[STORED DATA Boundary: Start]
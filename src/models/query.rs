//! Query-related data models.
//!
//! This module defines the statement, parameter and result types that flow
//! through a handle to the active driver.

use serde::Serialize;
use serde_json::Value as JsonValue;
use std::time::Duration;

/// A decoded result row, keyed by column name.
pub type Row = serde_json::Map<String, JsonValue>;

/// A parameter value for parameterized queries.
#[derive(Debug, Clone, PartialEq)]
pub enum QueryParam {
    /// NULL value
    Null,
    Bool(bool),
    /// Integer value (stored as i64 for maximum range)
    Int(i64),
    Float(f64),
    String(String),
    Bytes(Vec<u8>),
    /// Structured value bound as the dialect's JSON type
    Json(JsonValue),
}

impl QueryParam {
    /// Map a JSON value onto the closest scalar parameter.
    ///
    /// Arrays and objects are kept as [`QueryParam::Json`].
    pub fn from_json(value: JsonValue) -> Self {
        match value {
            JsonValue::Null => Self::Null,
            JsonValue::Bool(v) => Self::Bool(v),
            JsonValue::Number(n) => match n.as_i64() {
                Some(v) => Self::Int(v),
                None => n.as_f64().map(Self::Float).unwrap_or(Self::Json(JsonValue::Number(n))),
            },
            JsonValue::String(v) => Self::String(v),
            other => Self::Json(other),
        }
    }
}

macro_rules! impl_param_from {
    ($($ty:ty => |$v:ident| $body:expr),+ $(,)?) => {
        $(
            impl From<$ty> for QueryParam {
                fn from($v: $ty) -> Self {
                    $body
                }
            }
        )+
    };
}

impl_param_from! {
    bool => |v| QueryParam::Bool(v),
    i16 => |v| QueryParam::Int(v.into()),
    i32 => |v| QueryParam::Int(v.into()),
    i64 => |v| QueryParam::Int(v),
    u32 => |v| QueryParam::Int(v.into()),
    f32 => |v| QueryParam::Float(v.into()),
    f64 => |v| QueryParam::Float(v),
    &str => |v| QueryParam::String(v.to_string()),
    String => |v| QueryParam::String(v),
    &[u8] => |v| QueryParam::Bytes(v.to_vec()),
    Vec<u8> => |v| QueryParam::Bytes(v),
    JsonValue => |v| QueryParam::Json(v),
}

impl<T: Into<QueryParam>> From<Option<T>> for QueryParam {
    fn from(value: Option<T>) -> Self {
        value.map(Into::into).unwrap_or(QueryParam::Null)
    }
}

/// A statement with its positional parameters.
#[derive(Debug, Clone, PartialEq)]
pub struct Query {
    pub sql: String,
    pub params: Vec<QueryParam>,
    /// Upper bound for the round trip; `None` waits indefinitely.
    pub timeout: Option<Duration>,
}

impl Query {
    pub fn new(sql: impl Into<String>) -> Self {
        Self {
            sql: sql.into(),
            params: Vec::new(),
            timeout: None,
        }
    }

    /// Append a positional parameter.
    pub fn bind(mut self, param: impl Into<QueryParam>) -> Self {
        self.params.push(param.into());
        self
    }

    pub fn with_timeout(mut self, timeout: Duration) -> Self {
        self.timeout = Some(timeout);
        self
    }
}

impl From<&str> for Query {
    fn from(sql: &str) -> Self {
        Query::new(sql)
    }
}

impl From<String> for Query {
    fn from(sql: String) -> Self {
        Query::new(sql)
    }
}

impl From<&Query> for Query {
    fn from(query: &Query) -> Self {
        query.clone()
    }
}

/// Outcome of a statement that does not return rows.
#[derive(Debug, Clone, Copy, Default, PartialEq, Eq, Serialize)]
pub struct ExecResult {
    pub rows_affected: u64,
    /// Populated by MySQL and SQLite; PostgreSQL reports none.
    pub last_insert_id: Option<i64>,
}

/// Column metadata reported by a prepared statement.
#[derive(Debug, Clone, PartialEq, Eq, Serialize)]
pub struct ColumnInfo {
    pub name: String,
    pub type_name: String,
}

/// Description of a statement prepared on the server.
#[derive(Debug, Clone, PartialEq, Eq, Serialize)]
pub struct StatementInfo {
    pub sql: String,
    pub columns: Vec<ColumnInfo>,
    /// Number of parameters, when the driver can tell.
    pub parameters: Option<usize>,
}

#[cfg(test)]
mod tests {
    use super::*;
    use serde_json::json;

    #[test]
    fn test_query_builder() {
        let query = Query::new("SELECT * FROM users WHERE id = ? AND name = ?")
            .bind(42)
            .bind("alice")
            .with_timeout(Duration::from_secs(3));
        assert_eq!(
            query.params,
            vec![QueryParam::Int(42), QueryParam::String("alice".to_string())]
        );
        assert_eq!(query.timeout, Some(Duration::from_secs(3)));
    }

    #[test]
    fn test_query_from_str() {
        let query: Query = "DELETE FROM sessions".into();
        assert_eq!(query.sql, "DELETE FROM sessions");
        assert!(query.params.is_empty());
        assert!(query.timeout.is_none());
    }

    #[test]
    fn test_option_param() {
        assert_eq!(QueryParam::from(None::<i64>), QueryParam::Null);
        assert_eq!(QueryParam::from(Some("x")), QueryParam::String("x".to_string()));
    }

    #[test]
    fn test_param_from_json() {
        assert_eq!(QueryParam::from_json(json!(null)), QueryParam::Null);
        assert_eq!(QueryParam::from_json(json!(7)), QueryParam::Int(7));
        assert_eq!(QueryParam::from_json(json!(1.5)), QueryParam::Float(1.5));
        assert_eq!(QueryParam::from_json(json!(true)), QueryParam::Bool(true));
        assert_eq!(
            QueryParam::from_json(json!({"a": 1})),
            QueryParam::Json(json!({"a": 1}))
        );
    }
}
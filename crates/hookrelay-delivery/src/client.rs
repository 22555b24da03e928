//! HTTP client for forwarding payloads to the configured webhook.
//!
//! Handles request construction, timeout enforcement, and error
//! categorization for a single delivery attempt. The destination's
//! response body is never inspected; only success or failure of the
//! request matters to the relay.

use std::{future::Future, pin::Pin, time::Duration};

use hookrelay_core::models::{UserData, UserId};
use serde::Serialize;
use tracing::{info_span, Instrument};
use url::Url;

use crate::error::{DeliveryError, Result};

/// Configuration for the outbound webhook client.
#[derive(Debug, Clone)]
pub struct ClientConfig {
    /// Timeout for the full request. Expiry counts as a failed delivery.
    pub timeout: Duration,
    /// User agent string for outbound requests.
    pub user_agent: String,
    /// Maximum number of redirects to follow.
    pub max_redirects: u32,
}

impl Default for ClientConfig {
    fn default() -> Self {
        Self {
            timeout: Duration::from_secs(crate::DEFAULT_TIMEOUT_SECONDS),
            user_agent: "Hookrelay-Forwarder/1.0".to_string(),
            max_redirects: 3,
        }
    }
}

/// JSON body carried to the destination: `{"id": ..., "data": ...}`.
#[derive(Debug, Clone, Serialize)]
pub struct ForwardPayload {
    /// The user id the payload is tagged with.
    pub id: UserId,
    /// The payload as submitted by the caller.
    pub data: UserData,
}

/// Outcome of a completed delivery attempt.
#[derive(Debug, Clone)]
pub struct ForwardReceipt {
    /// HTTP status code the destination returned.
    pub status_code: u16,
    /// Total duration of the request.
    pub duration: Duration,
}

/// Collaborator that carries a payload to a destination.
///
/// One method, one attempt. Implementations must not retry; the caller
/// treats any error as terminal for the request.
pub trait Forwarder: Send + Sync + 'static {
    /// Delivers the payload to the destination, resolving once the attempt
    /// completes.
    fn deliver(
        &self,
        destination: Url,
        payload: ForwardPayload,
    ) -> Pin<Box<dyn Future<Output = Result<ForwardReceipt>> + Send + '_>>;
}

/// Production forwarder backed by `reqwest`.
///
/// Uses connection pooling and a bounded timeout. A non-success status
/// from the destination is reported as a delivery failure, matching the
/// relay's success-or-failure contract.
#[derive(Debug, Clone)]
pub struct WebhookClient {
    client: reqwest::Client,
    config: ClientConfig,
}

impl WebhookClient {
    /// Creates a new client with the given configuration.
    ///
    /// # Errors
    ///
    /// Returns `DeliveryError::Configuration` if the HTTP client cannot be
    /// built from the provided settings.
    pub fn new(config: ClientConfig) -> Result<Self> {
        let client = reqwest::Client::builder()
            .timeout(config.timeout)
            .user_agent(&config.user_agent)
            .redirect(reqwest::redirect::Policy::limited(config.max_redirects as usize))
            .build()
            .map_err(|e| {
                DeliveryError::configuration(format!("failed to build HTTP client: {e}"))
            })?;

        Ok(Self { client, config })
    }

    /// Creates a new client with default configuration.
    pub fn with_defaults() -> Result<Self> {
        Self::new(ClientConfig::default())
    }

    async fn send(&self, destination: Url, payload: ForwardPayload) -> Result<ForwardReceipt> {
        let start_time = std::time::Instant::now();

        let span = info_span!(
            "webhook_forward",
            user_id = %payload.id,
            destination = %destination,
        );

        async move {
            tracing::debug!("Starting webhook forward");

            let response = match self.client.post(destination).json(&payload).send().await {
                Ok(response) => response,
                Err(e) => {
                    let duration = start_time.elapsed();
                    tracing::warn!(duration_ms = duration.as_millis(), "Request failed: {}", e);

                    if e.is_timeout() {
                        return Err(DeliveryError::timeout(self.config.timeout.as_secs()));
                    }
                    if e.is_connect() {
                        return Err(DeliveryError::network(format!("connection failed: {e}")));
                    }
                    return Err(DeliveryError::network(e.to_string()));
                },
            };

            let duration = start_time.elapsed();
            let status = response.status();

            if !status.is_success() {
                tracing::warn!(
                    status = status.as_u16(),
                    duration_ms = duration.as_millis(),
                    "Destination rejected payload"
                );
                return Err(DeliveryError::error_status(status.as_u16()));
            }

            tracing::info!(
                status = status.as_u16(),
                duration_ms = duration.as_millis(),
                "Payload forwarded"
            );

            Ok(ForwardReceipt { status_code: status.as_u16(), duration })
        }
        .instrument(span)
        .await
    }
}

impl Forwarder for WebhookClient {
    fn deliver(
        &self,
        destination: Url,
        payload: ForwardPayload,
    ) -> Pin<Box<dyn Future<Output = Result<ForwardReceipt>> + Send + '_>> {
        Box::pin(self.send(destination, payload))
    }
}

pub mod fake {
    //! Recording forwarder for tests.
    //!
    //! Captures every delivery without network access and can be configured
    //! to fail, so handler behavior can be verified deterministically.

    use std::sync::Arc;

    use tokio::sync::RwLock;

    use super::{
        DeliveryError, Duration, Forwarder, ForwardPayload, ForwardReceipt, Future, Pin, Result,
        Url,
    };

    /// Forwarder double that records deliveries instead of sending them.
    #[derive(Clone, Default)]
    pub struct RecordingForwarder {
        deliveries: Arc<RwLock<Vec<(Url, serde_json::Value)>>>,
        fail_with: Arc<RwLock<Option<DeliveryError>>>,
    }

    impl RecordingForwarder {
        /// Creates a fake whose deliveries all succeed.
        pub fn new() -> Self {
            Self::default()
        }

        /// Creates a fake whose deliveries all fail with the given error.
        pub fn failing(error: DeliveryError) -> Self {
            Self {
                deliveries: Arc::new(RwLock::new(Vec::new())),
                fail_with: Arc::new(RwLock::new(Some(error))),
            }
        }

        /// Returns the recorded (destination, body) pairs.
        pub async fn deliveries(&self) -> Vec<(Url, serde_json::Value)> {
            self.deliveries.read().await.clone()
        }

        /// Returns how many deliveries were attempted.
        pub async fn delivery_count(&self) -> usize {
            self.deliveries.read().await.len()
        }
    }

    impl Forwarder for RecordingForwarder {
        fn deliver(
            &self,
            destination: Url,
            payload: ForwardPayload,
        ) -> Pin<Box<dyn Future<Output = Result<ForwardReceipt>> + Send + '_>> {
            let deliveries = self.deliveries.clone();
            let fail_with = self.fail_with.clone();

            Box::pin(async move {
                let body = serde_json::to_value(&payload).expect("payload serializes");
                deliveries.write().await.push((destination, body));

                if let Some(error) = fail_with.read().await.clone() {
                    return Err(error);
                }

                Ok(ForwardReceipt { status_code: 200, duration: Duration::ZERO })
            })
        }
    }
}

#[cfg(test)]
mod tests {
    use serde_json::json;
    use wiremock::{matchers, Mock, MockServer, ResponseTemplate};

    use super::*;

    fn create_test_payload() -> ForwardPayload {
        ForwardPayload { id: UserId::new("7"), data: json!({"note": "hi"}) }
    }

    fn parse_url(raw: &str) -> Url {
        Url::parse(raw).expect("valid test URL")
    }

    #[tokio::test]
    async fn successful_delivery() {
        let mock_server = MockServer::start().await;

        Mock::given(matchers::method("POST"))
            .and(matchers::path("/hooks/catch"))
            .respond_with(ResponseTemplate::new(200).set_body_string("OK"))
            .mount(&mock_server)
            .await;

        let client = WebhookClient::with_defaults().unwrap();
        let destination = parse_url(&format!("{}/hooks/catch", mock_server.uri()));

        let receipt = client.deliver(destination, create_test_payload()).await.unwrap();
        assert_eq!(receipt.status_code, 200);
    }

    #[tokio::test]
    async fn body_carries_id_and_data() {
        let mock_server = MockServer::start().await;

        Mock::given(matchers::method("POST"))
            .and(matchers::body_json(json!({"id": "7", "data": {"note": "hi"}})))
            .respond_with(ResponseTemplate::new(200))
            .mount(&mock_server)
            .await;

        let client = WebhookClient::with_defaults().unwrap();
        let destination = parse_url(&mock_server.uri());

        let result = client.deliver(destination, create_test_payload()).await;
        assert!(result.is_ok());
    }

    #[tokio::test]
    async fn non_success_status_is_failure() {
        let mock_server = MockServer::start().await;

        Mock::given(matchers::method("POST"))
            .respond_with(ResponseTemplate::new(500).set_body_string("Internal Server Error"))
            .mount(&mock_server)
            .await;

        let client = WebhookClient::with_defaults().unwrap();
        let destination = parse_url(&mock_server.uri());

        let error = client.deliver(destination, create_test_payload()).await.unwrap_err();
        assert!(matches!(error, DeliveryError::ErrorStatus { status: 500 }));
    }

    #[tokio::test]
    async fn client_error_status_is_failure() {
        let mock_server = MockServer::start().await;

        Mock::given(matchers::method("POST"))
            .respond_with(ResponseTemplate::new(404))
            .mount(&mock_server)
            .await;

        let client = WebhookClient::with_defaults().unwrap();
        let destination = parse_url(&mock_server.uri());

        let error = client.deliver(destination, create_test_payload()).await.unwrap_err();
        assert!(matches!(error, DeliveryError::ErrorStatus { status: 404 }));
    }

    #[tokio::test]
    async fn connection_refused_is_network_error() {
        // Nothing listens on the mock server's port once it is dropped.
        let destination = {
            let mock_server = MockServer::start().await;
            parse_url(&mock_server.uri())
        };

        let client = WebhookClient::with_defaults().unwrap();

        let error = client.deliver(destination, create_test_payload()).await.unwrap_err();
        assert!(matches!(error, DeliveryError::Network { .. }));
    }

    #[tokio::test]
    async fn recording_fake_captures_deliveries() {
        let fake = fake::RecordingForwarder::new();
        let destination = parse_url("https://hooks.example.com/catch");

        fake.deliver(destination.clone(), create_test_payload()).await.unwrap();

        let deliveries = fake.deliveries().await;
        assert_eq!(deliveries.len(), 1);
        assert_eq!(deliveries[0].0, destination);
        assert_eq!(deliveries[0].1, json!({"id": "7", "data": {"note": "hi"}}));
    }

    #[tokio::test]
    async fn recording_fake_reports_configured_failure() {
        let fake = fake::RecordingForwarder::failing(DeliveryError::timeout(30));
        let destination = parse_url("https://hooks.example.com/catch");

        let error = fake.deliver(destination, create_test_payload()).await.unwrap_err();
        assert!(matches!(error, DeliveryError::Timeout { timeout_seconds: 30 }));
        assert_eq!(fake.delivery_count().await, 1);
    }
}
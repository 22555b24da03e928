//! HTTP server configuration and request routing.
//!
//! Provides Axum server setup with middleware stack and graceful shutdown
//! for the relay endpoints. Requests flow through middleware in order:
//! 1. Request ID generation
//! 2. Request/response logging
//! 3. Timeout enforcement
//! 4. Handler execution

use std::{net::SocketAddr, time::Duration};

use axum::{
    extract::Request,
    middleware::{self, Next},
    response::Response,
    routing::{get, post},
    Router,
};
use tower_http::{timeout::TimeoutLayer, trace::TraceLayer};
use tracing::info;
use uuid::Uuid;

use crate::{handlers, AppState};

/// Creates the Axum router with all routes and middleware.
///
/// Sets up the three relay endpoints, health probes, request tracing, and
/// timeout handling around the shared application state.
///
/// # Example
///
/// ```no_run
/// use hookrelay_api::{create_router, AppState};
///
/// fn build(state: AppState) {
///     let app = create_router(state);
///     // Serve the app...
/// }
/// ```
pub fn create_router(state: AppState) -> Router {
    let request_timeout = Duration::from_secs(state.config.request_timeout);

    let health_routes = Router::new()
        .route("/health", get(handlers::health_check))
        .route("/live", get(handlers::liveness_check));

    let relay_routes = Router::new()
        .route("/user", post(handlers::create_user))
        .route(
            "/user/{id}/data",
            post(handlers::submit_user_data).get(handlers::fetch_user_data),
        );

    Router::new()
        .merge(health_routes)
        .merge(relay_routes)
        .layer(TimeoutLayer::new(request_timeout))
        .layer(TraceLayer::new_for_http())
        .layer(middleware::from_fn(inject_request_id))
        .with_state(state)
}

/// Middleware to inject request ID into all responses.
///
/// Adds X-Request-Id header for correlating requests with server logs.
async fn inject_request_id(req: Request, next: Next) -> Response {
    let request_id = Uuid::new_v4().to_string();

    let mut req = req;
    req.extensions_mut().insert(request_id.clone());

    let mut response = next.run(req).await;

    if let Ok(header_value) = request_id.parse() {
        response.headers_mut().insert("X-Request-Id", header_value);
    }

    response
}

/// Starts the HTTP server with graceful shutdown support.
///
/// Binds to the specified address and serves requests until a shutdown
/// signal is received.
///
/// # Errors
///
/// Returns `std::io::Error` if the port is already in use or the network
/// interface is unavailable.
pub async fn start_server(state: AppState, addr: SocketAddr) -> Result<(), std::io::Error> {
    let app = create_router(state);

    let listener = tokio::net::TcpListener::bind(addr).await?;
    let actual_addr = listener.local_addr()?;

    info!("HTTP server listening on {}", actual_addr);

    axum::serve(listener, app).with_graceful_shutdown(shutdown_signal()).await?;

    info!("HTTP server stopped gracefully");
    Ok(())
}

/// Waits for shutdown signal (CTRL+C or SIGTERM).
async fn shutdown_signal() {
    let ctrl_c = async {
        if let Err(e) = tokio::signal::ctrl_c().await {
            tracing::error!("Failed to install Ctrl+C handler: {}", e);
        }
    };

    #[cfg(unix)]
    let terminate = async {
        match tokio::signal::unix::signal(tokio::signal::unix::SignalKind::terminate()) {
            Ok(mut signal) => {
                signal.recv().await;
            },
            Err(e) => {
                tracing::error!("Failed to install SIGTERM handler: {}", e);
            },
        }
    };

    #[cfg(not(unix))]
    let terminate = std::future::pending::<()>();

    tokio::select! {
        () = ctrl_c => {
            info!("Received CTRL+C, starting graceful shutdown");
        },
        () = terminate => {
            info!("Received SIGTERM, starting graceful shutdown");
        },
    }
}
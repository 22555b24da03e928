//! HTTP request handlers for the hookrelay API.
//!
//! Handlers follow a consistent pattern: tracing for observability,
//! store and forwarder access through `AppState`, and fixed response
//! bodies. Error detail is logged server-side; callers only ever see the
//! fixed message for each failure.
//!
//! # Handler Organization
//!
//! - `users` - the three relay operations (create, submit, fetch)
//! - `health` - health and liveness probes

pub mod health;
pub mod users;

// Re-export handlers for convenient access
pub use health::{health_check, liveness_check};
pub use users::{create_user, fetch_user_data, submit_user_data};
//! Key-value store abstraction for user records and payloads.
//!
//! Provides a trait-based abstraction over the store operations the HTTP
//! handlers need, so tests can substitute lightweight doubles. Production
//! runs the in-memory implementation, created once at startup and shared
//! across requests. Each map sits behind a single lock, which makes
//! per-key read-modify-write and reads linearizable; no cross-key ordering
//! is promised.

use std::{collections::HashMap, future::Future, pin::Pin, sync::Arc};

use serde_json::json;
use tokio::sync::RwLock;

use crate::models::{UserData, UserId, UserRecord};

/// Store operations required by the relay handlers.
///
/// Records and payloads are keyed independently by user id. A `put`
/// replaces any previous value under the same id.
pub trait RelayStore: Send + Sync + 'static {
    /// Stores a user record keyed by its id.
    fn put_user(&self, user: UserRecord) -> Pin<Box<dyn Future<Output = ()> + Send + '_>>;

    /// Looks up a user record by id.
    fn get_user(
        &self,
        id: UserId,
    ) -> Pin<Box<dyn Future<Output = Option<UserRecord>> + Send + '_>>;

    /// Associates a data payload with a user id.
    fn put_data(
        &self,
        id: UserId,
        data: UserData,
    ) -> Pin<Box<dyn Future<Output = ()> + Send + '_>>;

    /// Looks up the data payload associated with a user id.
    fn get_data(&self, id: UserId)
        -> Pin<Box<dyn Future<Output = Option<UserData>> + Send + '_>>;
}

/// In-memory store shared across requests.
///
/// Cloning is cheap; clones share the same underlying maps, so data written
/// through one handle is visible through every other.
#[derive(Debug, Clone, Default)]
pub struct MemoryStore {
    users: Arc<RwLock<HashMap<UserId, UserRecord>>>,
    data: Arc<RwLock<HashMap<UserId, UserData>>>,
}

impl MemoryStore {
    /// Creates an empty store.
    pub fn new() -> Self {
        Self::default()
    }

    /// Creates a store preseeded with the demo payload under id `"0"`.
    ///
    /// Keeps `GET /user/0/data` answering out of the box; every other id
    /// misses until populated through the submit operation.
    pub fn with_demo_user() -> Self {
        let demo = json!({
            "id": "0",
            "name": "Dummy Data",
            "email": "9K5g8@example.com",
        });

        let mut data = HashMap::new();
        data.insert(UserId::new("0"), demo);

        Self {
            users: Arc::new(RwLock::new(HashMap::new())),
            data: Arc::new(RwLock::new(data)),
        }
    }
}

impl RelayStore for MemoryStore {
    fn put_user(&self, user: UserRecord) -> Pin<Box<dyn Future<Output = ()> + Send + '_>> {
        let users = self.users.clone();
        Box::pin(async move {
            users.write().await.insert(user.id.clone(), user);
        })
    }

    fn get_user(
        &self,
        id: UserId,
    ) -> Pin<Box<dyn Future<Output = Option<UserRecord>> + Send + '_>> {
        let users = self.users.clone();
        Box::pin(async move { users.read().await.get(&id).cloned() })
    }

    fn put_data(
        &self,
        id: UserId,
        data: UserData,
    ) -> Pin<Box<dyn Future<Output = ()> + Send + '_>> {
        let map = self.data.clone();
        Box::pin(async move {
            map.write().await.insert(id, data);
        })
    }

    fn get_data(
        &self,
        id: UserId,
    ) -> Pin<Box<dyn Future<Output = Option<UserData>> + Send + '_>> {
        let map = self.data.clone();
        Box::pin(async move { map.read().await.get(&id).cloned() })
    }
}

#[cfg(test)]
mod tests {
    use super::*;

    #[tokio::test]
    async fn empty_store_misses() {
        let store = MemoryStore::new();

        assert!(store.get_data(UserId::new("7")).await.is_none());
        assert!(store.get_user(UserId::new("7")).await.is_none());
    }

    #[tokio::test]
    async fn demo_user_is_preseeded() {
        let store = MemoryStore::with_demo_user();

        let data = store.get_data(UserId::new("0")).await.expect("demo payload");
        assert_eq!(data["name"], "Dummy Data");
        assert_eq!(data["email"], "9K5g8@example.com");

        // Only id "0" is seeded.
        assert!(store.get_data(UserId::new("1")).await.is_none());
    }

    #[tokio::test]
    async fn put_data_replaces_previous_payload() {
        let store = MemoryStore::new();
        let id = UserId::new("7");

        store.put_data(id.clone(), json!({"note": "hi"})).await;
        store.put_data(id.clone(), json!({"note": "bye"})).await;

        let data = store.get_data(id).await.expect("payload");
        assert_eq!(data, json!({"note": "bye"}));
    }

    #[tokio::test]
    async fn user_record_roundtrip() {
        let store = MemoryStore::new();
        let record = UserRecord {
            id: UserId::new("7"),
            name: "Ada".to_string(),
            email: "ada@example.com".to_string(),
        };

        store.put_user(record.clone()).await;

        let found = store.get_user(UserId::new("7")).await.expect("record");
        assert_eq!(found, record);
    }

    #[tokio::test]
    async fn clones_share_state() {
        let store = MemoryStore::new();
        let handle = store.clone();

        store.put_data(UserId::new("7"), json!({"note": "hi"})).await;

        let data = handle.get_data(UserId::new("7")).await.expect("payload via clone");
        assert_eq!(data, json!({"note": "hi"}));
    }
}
[STORED DATA Boundary: End]
■ **WHAT TO WORK ON**
Lines containing the string "static": report how many there are in the material above, and nothing more.

■ **ANSWER TO THE PROBLEM**
2